**WHAT IS NEEDED:** Look below for the line that contains "filename src/console.rs", then copy it and each following line exactly, through and including the line that contains "use crate::scroll::ScrollTrigger;".

**INPUT MATERIAL:**
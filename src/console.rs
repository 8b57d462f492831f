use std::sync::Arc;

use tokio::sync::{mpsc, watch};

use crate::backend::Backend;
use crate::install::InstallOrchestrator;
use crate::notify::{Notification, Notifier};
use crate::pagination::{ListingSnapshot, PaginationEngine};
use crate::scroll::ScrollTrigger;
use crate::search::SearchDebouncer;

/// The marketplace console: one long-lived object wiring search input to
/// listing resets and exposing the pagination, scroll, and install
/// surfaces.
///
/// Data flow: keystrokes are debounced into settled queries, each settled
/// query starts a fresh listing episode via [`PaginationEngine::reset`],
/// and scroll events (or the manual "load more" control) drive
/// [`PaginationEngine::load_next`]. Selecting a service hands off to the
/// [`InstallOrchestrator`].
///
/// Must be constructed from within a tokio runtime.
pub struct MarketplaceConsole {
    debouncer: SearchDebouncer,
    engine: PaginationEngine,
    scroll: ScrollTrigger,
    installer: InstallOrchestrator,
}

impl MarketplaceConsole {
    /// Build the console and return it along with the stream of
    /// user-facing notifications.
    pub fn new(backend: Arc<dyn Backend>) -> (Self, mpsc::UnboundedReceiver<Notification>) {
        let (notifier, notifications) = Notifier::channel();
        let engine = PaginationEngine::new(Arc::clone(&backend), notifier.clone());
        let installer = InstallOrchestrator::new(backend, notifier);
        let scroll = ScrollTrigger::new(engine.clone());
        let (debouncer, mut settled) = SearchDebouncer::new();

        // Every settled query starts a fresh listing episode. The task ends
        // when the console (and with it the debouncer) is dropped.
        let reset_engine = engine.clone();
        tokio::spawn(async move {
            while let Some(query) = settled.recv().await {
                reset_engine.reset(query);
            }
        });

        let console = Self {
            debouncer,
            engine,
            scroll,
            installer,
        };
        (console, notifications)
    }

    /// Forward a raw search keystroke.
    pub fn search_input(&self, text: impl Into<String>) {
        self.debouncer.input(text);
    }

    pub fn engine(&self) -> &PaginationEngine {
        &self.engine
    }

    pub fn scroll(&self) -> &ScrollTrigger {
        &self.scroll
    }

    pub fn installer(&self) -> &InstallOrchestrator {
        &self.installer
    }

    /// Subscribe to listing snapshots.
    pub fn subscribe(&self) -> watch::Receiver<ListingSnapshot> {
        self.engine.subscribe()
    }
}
* * *
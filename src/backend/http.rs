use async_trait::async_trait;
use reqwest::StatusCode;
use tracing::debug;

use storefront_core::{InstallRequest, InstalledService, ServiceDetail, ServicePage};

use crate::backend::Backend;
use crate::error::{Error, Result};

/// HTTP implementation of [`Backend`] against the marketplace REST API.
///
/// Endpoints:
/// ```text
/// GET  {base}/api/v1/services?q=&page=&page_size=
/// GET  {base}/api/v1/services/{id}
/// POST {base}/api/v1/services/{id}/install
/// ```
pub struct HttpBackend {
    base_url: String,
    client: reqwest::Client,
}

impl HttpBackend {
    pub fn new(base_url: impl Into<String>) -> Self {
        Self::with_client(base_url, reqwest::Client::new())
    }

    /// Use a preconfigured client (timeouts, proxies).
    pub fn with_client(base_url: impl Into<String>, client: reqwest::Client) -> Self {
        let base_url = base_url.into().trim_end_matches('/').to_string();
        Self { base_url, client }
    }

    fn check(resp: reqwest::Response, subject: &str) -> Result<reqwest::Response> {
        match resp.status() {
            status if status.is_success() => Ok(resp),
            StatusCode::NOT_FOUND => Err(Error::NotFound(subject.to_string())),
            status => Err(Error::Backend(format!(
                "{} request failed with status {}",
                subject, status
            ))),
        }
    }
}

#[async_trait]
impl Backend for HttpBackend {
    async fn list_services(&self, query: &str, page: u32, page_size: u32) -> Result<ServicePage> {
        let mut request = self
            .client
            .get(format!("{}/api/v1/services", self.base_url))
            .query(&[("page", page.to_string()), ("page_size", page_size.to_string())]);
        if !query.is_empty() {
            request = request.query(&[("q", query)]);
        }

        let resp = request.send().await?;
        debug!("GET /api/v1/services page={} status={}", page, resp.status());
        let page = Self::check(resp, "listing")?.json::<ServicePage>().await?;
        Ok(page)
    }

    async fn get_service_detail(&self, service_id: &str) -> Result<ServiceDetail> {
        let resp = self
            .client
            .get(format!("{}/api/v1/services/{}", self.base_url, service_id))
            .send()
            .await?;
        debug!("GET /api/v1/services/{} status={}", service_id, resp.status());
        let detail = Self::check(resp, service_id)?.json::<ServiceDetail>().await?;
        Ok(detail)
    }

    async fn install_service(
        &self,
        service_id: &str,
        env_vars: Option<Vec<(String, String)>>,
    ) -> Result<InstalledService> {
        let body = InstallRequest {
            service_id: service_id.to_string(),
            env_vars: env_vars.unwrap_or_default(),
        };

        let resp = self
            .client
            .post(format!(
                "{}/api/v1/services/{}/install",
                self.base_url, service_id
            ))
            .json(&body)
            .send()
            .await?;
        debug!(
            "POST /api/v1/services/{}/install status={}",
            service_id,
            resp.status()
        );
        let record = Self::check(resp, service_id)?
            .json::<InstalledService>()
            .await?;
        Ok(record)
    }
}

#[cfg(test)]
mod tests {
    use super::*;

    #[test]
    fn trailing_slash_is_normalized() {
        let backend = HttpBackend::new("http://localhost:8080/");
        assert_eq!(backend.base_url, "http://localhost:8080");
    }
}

**COMPLETED EXERCISE:**
filename src/console.rs
repository 8b57d462f492831f
use std::sync::Arc;

use tokio::sync::{mpsc, watch};

use crate::backend::Backend;
use crate::install::InstallOrchestrator;
use crate::notify::{Notification, Notifier};
use crate::pagination::{ListingSnapshot, PaginationEngine};
use crate::scroll::ScrollTrigger;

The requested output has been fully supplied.